* _WHAT YOU SHOULD DO_:
Nothing in the entries may be dropped: restate them word for word.

* _DATA PROVIDED_:
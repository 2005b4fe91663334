//! HTTP handler implementations, one module per resource.

pub mod admin;
pub mod alert;
pub mod checkin;
pub mod device_token;
pub mod feed;

use teampulse_core::error::CoreError;
use teampulse_core::types::DbId;
use teampulse_db::models::user::User;
use teampulse_db::repositories::UserRepo;

use crate::error::AppError;
use crate::state::AppState;

/// Load the caller's user row, or 404 if the token references a user
/// that no longer exists.
pub(crate) async fn load_user(state: &AppState, user_id: DbId) -> Result<User, AppError> {
    UserRepo::get(&state.pool, user_id)
        .await?
        .ok_or(AppError::Core(CoreError::NotFound {
            entity: "User",
            id: user_id,
        }))
}
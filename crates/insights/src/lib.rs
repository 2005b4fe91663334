//! Client for the external insight-generation service.
//!
//! Wraps an OpenAI-compatible chat-completions API to produce structured
//! `{title, content, category}` insights from aggregated wellness data,
//! plus a screening call that classifies alarming check-in messages.
//!
//! Every public generation method is fail-soft: errors are logged at
//! warn level and surface as `None`, never as a failure of the caller.

pub mod client;
pub mod parse;
pub mod prompt;

pub use client::{InsightsClient, InsightsConfig, InsightsError};
pub use parse::Insight;
pub use prompt::TeamSnapshot;
//! Repository for the `device_tokens` table.

use sqlx::PgPool;
use teampulse_core::types::DbId;

use crate::models::device_token::DeviceToken;

/// Column list for `device_tokens` queries.
const COLUMNS: &str = "user_id, token, created_at, refreshed_at";

/// Provides CRUD operations for push registration tokens.
pub struct DeviceTokenRepo;

impl DeviceTokenRepo {
    /// Register a device token for a user, refreshing it if already known.
    pub async fn upsert(
        pool: &PgPool,
        user_id: DbId,
        token: &str,
    ) -> Result<DeviceToken, sqlx::Error> {
        let query = format!(
            "INSERT INTO device_tokens (user_id, token) \
             VALUES ($1, $2) \
             ON CONFLICT (user_id, token) DO UPDATE \
             SET refreshed_at = NOW() \
             RETURNING {COLUMNS}"
        );
        sqlx::query_as::<_, DeviceToken>(&query)
            .bind(user_id)
            .bind(token)
            .fetch_one(pool)
            .await
    }

    /// List the token strings registered for a user.
    pub async fn tokens_for_user(pool: &PgPool, user_id: DbId) -> Result<Vec<String>, sqlx::Error> {
        sqlx::query_scalar(
            "SELECT token FROM device_tokens \
             WHERE user_id = $1 \
             ORDER BY refreshed_at DESC",
        )
        .bind(user_id)
        .fetch_all(pool)
        .await
    }
}
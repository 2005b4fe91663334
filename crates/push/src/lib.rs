//! Multicast push delivery.
//!
//! [`PushClient`] talks to the push provider's HTTP endpoint; one call
//! fans a single payload out to every device token passed in.
//! [`Dispatcher`] resolves a user's registered tokens and sends to all
//! of them. Per-token delivery failures are logged and never retried;
//! stale tokens are not pruned.

pub mod client;
pub mod dispatch;
pub mod payload;

pub use client::{MulticastOutcome, PushClient, PushConfig, PushError};
pub use dispatch::{DispatchError, Dispatcher};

* _SOLUTION FOR THIS TASK_:
repository 2005b4fe91663334
//! HTTP handler implementations, one module per resource.

pub mod admin;
pub mod alert;
pub mod checkin;
pub mod device_token;
pub mod feed;

use teampulse_core::error::CoreError;
use teampulse_core::types::DbId;
use teampulse_db::models::user::User;
use teampulse_db::repositories::UserRepo;

use crate::error::AppError;
use crate::state::AppState;

/// Load the caller's user row, or 404 if the token references a user
/// that no longer exists.
pub(crate) async fn load_user(state: &AppState, user_id: DbId) -> Result<User, AppError> {
    UserRepo::get(&state.pool, user_id)
        .await?
        .ok_or(AppError::Core(CoreError::NotFound {
            entity: "User",
            id: user_id,
        }))
}
filename crates/insights/src/lib.rs
repository 2005b4fe91663334
//! Client for the external insight-generation service.
//!
//! Wraps an OpenAI-compatible chat-completions API to produce structured
//! `{title, content, category}` insights from aggregated wellness data,
//! plus a screening call that classifies alarming check-in messages.
//!
//! Every public generation method is fail-soft: errors are logged at
//! warn level and surface as `None`, never as a failure of the caller.

pub mod client;
pub mod parse;
pub mod prompt;

pub use client::{InsightsClient, InsightsConfig, InsightsError};
pub use parse::Insight;
pub use prompt::TeamSnapshot;
//! Repository for the `device_tokens` table.

use sqlx::PgPool;
use teampulse_core::types::DbId;

use crate::models::device_token::DeviceToken;

/// Column list for `device_tokens` queries.
const COLUMNS: &str = "user_id, token, created_at, refreshed_at";

/// Provides CRUD operations for push registration tokens.
pub struct DeviceTokenRepo;

impl DeviceTokenRepo {
    /// Register a device token for a user, refreshing it if already known.
    pub async fn upsert(
        pool: &PgPool,
        user_id: DbId,
        token: &str,
    ) -> Result<DeviceToken, sqlx::Error> {
        let query = format!(
            "INSERT INTO device_tokens (user_id, token) \
             VALUES ($1, $2) \
             ON CONFLICT (user_id, token) DO UPDATE \
             SET refreshed_at = NOW() \
             RETURNING {COLUMNS}"
        );
        sqlx::query_as::<_, DeviceToken>(&query)
            .bind(user_id)
            .bind(token)
            .fetch_one(pool)
            .await
    }

    /// List the token strings registered for a user.
    pub async fn tokens_for_user(pool: &PgPool, user_id: DbId) -> Result<Vec<String>, sqlx::Error> {
        sqlx::query_scalar(
            "SELECT token FROM device_tokens \
             WHERE user_id = $1 \
             ORDER BY refreshed_at DESC",
        )
        .bind(user_id)
        .fetch_all(pool)
        .await
    }
}
repository 2005b4fe91663334
filename crates/push/src/lib.rs
//! Multicast push delivery.
//!
//! [`PushClient`] talks to the push provider's HTTP endpoint; one call
//! fans a single payload out to every device token passed in.
//! [`Dispatcher`] resolves a user's registered tokens and sends to all
//! of them. Per-token delivery failures are logged and never retried;
//! stale tokens are not pruned.

pub mod client;
pub mod dispatch;
pub mod payload;

pub use client::{MulticastOutcome, PushClient, PushConfig, PushError};
pub use dispatch::{DispatchError, Dispatcher};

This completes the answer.